Yeah, the thing about that is I once got a full-on HoYay run-down from a girl who was in to girls and rather liked the idea of guys who were in to guys and I think it broke my brain ever so slightly. So you probably won't hear about girls who like the same-sex stuff from me. It kind of gives Nam-like flashbacks...
Meanwhile, this is total blue-sky thinking here, but there may well be an element of confusion in how guys approach the idea of gay sex. I was sitting around one morning and the thought went through my head, "Do gay guys fantasize about taking it up the butt?" It seems logical to me, although I haven't exactly done a scientific survey, so who the hell knows, that the traditional tab 'n' slot architecture of the male and female body somewhat dictates how sexual fantasy plays out. So it's pretty logical to assume that, all other things of top/bottom and position aside, straight men generally put themselves in the "give" position and straight women generally put themselves in the "take" position if they're fantasizing about sexual intercourse.

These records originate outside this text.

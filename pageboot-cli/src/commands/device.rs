//! Commands that talk to the bootloader: info, read, write and verify.

use {
    super::firmware::load_image,
    crate::{
        CliError,
        session::{Progress, RunContext},
    },
    anyhow::{Context, Result},
    console::style,
    pageboot::DeviceInfo,
    serde::Serialize,
    std::{
        ffi::OsString,
        path::{Path, PathBuf},
    },
};

/// `info --json` payload: the session plus what the bootloader reported.
#[derive(Serialize)]
struct InfoOutput<'a> {
    port: &'a str,
    baud: u32,
    #[serde(flatten)]
    device: &'a DeviceInfo,
    usable_bytes: usize,
    pages: usize,
}

/// Info command implementation.
pub(crate) fn cmd_info(ctx: &RunContext<'_>, json: bool) -> Result<()> {
    let mut session = ctx.connect()?;
    let Some(info) = session.flasher.device_info().cloned() else {
        anyhow::bail!("bootloader disconnected before reporting its identity");
    };
    session.flasher.finish();
    ctx.remember(&session, None, None);

    if json {
        let output = serde_json::json!({
            "ok": true,
            "data": InfoOutput {
                port: &session.port,
                baud: session.baud,
                device: &info,
                usable_bytes: info.usable_bytes(),
                pages: info.page_count(),
            },
        });
        println!("{}", serde_json::to_string_pretty(&output)?);
    }
    Ok(())
}

/// Read command implementation.
pub(crate) fn cmd_read(ctx: &RunContext<'_>, output: &Path) -> Result<()> {
    let output = with_hex_extension(output);
    let quiet = ctx.cli.quiet;

    let mut session = ctx.connect()?;
    let progress = Progress::start(quiet)?;
    let result = session.flasher.read_flash(&mut progress.callback());
    progress.finish();
    session.flasher.finish();
    let image = result.context("reading flash failed")?;

    image
        .write_file(&output)
        .with_context(|| format!("could not write {}", output.display()))?;
    ctx.remember(&session, None, None);

    if !quiet {
        eprintln!(
            "\n{} Read {} bytes into {}",
            style("✓").green().bold(),
            image.len(),
            output.display()
        );
    }
    Ok(())
}

/// Write command implementation.
pub(crate) fn cmd_write(
    ctx: &RunContext<'_>,
    firmware: Option<&Path>,
    verify: Option<bool>,
) -> Result<()> {
    let firmware = resolve_firmware(ctx, firmware)?;
    let verify = verify
        .or(ctx.config.write.verify)
        .or(ctx.last_used.verify)
        .unwrap_or(true);
    let quiet = ctx.cli.quiet;

    let image = load_image(&firmware)?;
    if !quiet {
        eprintln!(
            "{} Loaded {} bytes at 0x{:04X} from {}",
            style("📦").cyan(),
            image.len(),
            image.start_address(),
            firmware.display()
        );
    }

    let mut session = ctx.connect()?;
    let progress = Progress::start(quiet)?;
    let result = session
        .flasher
        .write_flash(&image, verify, &mut progress.callback());
    progress.finish();
    session.flasher.finish();
    result.with_context(|| format!("writing {} failed", firmware.display()))?;
    ctx.remember(&session, Some(&firmware), Some(verify));

    if !quiet {
        let verified = if verify { ", verified" } else { "" };
        eprintln!(
            "\n{} Wrote {} bytes{verified}",
            style("🎉").green().bold(),
            image.len()
        );
    }
    Ok(())
}

/// Verify command implementation.
pub(crate) fn cmd_verify(ctx: &RunContext<'_>, firmware: Option<&Path>) -> Result<()> {
    let firmware = resolve_firmware(ctx, firmware)?;
    let image = load_image(&firmware)?;

    let mut session = ctx.connect()?;
    let progress = Progress::start(ctx.cli.quiet)?;
    let result = session.flasher.verify(&image, &mut progress.callback());
    progress.finish();
    session.flasher.finish();
    result.with_context(|| format!("flash does not match {}", firmware.display()))?;
    ctx.remember(&session, Some(&firmware), None);

    if !ctx.cli.quiet {
        eprintln!(
            "\n{} Flash matches {}",
            style("✓").green().bold(),
            firmware.display()
        );
    }
    Ok(())
}

/// The firmware argument, or the file used last time if it still exists.
fn resolve_firmware(ctx: &RunContext<'_>, firmware: Option<&Path>) -> Result<PathBuf> {
    if let Some(path) = firmware {
        return Ok(path.to_path_buf());
    }
    match ctx.last_used.existing_firmware() {
        Some(path) => {
            log::info!("Using last firmware file {}", path.display());
            Ok(path.to_path_buf())
        },
        None => Err(CliError::Usage("no firmware file given and none used before".into()).into()),
    }
}

/// Append ".hex" unless the name already ends with it.
fn with_hex_extension(path: &Path) -> PathBuf {
    if path.extension().is_some_and(|ext| ext == "hex") {
        return path.to_path_buf();
    }
    let mut name = OsString::from(path.as_os_str());
    name.push(".hex");
    PathBuf::from(name)
}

The gay man (and, I suppose, the straight man who likes getting pegged) has both options. Never having sat down and discussed it with one, my brain went "Tilt" and couldn't come up with an answer. It was one of those weird points of perspective where I was simply unable to come up with anything definitive on my own.
Meanwhile, too, I suppose there's a point of asking who decides who gives and takes that's not as straightforward as in straight sex and probably not as big of a thing in lesbian sex. That, I would assume, is where any issues of power would originate. Your average straight guy probably knows little more about guy-on-guy sex than what shows up in prison dramas and simply can't relate.
There's an additional issue that comes in to play, too. Girls are expected to be close and get all touchy-feely with each other. Guys are expected to, um, hit each other and never reveal their emotions, I guess. It's a much easier mental leap to go from girl friends to girlfriends than to do the same with guys.
All in all, I suppose that if you add those things up, you can come to a perfectly reasonable conclusion as to why gay men would be treated differently than gay women. After that if you start adding on levels of stigma, different expectations about what the different genders may want out of the sexual relation, and all the other crap that gets kicked around, I think there's a lot more going on than a single-point explanation.
But to the original point: you won't hear me arguing that women don't get in to the idea of homosexual sex. From what I understand it's generally women who are the driving force behind slash. It was also a pretty deep and basically pointless tangent to take in a post that was already filled with long tangents. So I really didn't see it as necessary to cross every single T on that one...
Umm. For obvious reasons, I'm not qualifified to speak to "what do gay men fantasize about?" OTOH, I'm not particularly qualified to speak to "what do mostly straight women fantasize about?" either, except for a very limited sample. (But I think you already knew it wasn't that simple)
Still, I read a LOT of genre fiction, that being pretty much my job description, and most of it isn't genres I particularly enjoy meself, and...
well, the fact of the matter is that romance/erotica/pornography written for a gay audience (male and female) is significantly different from that written for a slash audience (that is, women who like to read about m/m and men who like to read about f/f).
I haven't ever sat down and articulated the distinction formally, but it is pretty noticeable.
I don't think it is as much to do with "gay people are different from straight people", though, as in various complicated issues involving projection, identification, and the subjective vs the objective (or even objectifying) gaze.
Which is even more of a tangent to your original point, inasmuch as Eldredge's gaze seems firmly directed towards his navel. (Or perhaps a bit lower.)
*And, yes, I know that should probably be "dominatrices." It looks weird, though.
You know eventually someone will backform "dominatrissy" as the singular.